During the Dutch colonization, studying foreign languages was also considered important. The Dutch decided to include English as a foreign language subject at secondary school levels since before World War II, English was one of four compulsory European languages (Dutch, German, and French) taught in the Netherlands. Because of that, such a policy was also adopted during their sovereignty over Indonesia (Nababan, 1991). The Dutch received a strong aversion and were set aside from the curriculum because it was considered the language of colonials (Zein et al., 2020). However, English during World War II did not receive much attention and was even prohibited by the Japanese colonials from the secondary education curriculum. The importance of English as a foreign language was fertile after World War II when knowledge was pervasively produced in English.
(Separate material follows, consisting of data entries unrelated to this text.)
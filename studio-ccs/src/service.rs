//! The control service: policy plus a runtime, with a deadline on every call.

use crate::health;
use crate::logs::log_event_stream;
use crate::policy::LaunchPolicy;
use crate::runtime::{ContainerRuntime, RuntimeError};
use bytes::Bytes;
use futures::{Stream, StreamExt};
use std::convert::Infallible;
use std::future::Future;
use std::path::PathBuf;
use std::sync::Arc;
use std::time::Duration;
use studio_core::config::CcsConfig;
use studio_core::error::StudioError;
use studio_core::sse;
use studio_core::types::{
    ContainerDetail, ContainerSummary, HealthReport, NetworkSummary, RunContainerResult,
    RunContainerSpec,
};
use tracing::{info, warn};

/// Grace period used when a stop request does not name one.
pub const DEFAULT_STOP_GRACE: Duration = Duration::from_secs(30);

/// Container operations as exposed over HTTP.
#[derive(Clone)]
pub struct ContainerService {
    runtime: Arc<dyn ContainerRuntime>,
    policy: LaunchPolicy,
    call_timeout: Duration,
    disk_path: PathBuf,
    disk_free_warn_percent: f64,
    log_retry_ms: u64,
}

impl std::fmt::Debug for ContainerService {
    fn fmt(&self, f: &mut std::fmt::Formatter<'_>) -> std::fmt::Result {
        f.debug_struct("ContainerService")
            .field("policy", &self.policy)
            .field("call_timeout", &self.call_timeout)
            .finish_non_exhaustive()
    }
}

impl ContainerService {
    pub fn new(runtime: Arc<dyn ContainerRuntime>, config: &CcsConfig) -> Self {
        Self {
            runtime,
            policy: LaunchPolicy::from_config(config),
            call_timeout: Duration::from_secs(config.runtime_timeout_secs),
            disk_path: config.disk_path.clone(),
            disk_free_warn_percent: config.disk_free_warn_percent,
            log_retry_ms: config.log_retry_ms,
        }
    }

    pub fn runtime(&self) -> &Arc<dyn ContainerRuntime> {
        &self.runtime
    }

    async fn bounded<T>(
        &self,
        operation: &str,
        limit: Duration,
        call: impl Future<Output = Result<T, RuntimeError>>,
    ) -> Result<T, StudioError> {
        match tokio::time::timeout(limit, call).await {
            Ok(result) => result.map_err(StudioError::from),
            Err(_) => {
                warn!(operation, timeout_secs = limit.as_secs(), "Runtime call timed out");
                Err(StudioError::timeout(operation, limit))
            }
        }
    }

    pub async fn list_containers(&self, all: bool) -> Result<Vec<ContainerSummary>, StudioError> {
        self.bounded(
            "list containers",
            self.call_timeout,
            self.runtime.list_containers(all),
        )
        .await
    }

    pub async fn get_container(&self, id: &str) -> Result<ContainerDetail, StudioError> {
        self.bounded(
            "inspect container",
            self.call_timeout,
            self.runtime.inspect_container(id),
        )
        .await
    }

    /// Admit the spec through policy, then launch it.
    pub async fn run_container(
        &self,
        mut spec: RunContainerSpec,
        caller: &str,
    ) -> Result<RunContainerResult, StudioError> {
        if let Err(e) = self.policy.admit(&mut spec) {
            warn!(caller, image = %spec.image, kind = %e.kind, "Run request rejected by policy");
            return Err(e);
        }
        let result = self
            .bounded(
                "run container",
                self.call_timeout,
                self.runtime.run_container(&spec),
            )
            .await?;
        info!(
            caller,
            container_id = %result.id,
            name = %result.name,
            image = %spec.image,
            "Container started"
        );
        Ok(result)
    }

    pub async fn stop_container(
        &self,
        id: &str,
        grace: Option<Duration>,
        caller: &str,
    ) -> Result<(), StudioError> {
        let grace = grace.unwrap_or(DEFAULT_STOP_GRACE);
        self.bounded(
            "stop container",
            grace + self.call_timeout,
            self.runtime.stop_container(id, grace),
        )
        .await?;
        info!(caller, container_id = id, "Container stopped");
        Ok(())
    }

    pub async fn remove_container(
        &self,
        id: &str,
        force: bool,
        caller: &str,
    ) -> Result<(), StudioError> {
        self.bounded(
            "remove container",
            self.call_timeout,
            self.runtime.remove_container(id, force),
        )
        .await?;
        info!(caller, container_id = id, force, "Container removed");
        Ok(())
    }

    pub async fn image_exists(&self, name: &str, tag: &str) -> Result<bool, StudioError> {
        self.bounded(
            "inspect image",
            self.call_timeout,
            self.runtime.image_exists(name, tag),
        )
        .await
    }

    /// Only trusted images may be removed through the service.
    pub async fn remove_image(
        &self,
        name: &str,
        tag: &str,
        force: bool,
        caller: &str,
    ) -> Result<(), StudioError> {
        self.policy.check_image(name)?;
        self.bounded(
            "remove image",
            self.call_timeout,
            self.runtime.remove_image(name, tag, force),
        )
        .await?;
        info!(caller, image = name, tag, "Image removed");
        Ok(())
    }

    /// Pull a trusted image, as SSE progress frames.
    pub fn pull_image(
        &self,
        name: &str,
        tag: &str,
    ) -> Result<impl Stream<Item = Result<Bytes, Infallible>> + Send + 'static, StudioError> {
        self.policy.check_image(name)?;
        let mut upstream = self.runtime.pull_image(name, tag);
        let retry_ms = self.log_retry_ms;
        let reference = format!("{name}:{tag}");
        info!(image = %reference, "Image pull started");
        Ok(async_stream::stream! {
            yield Ok(sse::retry_frame(retry_ms));
            while let Some(item) = upstream.next().await {
                match item {
                    Ok(progress) => yield Ok(sse::json_frame(&serde_json::json!({
                        "type": "progress",
                        "status": progress.status,
                        "progress": progress.progress,
                        "id": progress.id,
                    }))),
                    Err(e) => {
                        warn!(image = %reference, error = %e, "Image pull failed");
                        yield Ok(sse::json_frame(&serde_json::json!({
                            "type": "error",
                            "error_kind": e.kind(),
                            "message": e.to_string(),
                        })));
                        return;
                    }
                }
            }
            info!(image = %reference, "Image pull finished");
            yield Ok(sse::json_frame(&serde_json::json!({"type": "done", "image": reference})));
            yield Ok(sse::done_frame());
        })
    }

    pub async fn list_networks(&self) -> Result<Vec<NetworkSummary>, StudioError> {
        self.bounded("list networks", self.call_timeout, self.runtime.list_networks())
            .await
    }

    pub async fn create_network(
        &self,
        name: &str,
        driver: Option<&str>,
    ) -> Result<NetworkSummary, StudioError> {
        self.policy.check_network(name)?;
        let network = self
            .bounded(
                "create network",
                self.call_timeout,
                self.runtime.create_network(name, driver),
            )
            .await?;
        info!(network = name, "Network created");
        Ok(network)
    }

    pub async fn remove_network(&self, name: &str) -> Result<(), StudioError> {
        self.policy.check_network(name)?;
        self.bounded(
            "remove network",
            self.call_timeout,
            self.runtime.remove_network(name),
        )
        .await?;
        info!(network = name, "Network removed");
        Ok(())
    }

    pub async fn connect_network(&self, network: &str, container: &str) -> Result<(), StudioError> {
        self.policy.check_network(network)?;
        self.bounded(
            "connect network",
            self.call_timeout,
            self.runtime.connect_network(network, container),
        )
        .await
    }

    pub async fn disconnect_network(
        &self,
        network: &str,
        container: &str,
        force: bool,
    ) -> Result<(), StudioError> {
        self.policy.check_network(network)?;
        self.bounded(
            "disconnect network",
            self.call_timeout,
            self.runtime.disconnect_network(network, container, force),
        )
        .await
    }

    /// Stream a container's logs as SSE frames. Fails `not_found` up front
    /// when the container does not exist.
    pub async fn stream_logs(
        &self,
        id: &str,
        follow: bool,
        tail: Option<usize>,
    ) -> Result<impl Stream<Item = Result<Bytes, Infallible>> + Send + 'static, StudioError> {
        let detail = self.get_container(id).await?;
        Ok(log_event_stream(
            self.runtime.clone(),
            detail.summary.id,
            follow,
            tail,
            self.log_retry_ms,
        ))
    }

    pub async fn health(&self) -> HealthReport {
        health::probe(
            self.runtime.as_ref(),
            &self.disk_path,
            self.disk_free_warn_percent,
        )
        .await
    }

    /// Whether the runtime answers a ping right now.
    pub async fn ready(&self) -> bool {
        matches!(
            tokio::time::timeout(health::PING_TIMEOUT, self.runtime.ping()).await,
            Ok(Ok(()))
        )
    }
}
The power of English in science, technology, and history caused English to be positioned as a ‘library language’ (Nababan, 1991), ‘virtually universal language’ (Lengerke Kehoe, 2008), and ‘international language’ (Lauder, 2008). As English was already introduced in Dutch secondary education back then, it was still considered the language of elites. The high positioning of English in the community continues to happen and creates imperialism among languages used for local, national, and international communications. English is now spoken as the second language by the people whose first language is Indonesian and as the third and so-on language for people who speak an ethnic language as their first language. Nevertheless, recent studies on bilingualism have shared the linguistic genetic perspectives to balance how people view the existing languages to avoid the conundrum of their use.